_Task brief:_
Establish how many lines in the entries hold the string "grammar". The number by itself is the whole answer.

Records from a data collection
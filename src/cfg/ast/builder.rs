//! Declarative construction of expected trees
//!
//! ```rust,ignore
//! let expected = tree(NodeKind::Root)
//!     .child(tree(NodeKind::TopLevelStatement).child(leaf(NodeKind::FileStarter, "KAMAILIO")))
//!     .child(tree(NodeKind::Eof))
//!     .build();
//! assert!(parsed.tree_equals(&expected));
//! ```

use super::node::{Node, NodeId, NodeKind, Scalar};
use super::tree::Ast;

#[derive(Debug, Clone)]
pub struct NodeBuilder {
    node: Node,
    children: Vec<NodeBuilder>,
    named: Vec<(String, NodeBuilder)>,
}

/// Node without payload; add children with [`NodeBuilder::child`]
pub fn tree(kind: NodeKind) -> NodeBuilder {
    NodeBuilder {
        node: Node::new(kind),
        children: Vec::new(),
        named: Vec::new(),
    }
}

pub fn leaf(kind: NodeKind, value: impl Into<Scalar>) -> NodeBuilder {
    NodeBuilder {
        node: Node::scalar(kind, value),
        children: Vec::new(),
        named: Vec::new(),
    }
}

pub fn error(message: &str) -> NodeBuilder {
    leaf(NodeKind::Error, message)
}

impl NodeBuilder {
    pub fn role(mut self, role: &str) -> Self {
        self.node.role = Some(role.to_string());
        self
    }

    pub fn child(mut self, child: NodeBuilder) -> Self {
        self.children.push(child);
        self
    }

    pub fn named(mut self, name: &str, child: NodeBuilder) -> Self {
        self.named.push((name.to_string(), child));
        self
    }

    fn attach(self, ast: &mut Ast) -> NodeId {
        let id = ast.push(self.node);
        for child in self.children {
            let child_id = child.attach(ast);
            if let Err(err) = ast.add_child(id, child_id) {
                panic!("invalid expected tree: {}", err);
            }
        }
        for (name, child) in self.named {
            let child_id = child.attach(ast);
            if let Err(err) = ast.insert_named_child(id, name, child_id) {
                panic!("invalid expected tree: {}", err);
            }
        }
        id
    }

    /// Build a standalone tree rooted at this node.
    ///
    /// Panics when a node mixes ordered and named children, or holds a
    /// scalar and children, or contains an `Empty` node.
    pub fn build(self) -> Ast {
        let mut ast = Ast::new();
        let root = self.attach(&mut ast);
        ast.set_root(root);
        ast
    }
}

---

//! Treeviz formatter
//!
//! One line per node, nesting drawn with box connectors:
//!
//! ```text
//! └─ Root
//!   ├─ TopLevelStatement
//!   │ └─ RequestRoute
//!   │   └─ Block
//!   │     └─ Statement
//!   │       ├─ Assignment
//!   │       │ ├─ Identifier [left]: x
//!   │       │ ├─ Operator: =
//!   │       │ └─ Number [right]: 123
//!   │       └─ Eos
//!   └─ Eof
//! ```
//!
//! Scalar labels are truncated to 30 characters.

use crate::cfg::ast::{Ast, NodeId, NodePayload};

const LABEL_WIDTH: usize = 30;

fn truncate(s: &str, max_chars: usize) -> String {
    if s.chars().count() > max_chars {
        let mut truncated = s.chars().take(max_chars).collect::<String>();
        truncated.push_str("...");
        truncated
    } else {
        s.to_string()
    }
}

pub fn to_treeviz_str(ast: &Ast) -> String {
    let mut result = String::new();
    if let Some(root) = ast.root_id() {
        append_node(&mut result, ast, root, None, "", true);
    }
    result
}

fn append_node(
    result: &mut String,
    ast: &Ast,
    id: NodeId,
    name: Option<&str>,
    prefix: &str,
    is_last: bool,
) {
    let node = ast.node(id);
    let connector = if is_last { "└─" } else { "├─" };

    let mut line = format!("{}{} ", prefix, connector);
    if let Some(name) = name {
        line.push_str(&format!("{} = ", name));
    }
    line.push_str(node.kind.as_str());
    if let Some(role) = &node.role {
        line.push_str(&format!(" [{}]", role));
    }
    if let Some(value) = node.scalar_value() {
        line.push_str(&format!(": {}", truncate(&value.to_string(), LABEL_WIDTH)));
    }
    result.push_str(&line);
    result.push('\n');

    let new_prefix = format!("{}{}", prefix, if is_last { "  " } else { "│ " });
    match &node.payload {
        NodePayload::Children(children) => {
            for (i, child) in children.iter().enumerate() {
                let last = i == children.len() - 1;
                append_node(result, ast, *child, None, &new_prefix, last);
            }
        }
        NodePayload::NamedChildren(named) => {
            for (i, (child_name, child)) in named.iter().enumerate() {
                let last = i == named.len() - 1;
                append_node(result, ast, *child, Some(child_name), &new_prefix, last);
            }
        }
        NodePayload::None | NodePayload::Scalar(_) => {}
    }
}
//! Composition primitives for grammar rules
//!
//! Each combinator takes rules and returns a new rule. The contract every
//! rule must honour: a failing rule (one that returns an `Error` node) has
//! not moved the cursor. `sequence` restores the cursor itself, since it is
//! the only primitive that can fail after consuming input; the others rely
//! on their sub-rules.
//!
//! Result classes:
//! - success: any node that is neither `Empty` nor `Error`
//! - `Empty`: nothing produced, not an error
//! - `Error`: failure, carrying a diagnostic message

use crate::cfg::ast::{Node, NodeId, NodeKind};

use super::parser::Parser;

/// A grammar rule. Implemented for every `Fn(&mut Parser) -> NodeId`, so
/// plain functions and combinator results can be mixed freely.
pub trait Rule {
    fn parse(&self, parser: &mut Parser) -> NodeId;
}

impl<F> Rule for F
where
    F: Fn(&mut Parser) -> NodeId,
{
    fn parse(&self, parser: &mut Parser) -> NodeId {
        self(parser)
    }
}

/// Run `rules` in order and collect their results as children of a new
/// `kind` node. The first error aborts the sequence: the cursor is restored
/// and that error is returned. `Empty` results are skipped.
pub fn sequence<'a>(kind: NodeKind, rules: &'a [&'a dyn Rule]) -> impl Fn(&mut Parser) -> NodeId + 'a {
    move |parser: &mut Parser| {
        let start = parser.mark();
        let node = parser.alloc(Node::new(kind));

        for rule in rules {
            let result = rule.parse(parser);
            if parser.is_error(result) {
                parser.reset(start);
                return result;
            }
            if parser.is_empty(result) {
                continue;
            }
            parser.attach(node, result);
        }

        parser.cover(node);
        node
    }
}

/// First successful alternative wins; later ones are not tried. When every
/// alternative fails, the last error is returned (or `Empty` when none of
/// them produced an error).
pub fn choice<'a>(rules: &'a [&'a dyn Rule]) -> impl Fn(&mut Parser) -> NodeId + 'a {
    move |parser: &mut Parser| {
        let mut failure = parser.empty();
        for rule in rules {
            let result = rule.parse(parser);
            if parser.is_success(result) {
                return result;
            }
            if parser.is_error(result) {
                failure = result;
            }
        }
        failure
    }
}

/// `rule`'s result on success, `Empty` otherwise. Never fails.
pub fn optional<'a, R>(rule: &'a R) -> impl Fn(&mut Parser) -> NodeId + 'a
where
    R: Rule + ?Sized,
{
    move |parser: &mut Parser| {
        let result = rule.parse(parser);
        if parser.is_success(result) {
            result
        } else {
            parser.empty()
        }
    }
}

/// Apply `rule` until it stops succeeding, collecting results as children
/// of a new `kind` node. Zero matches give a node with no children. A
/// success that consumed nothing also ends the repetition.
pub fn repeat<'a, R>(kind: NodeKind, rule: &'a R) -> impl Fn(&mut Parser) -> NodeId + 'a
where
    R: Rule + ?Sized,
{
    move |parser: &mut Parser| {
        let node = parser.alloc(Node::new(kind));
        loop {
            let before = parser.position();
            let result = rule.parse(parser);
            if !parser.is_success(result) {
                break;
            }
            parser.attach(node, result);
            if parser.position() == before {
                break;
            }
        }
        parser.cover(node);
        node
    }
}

_Reply:_
2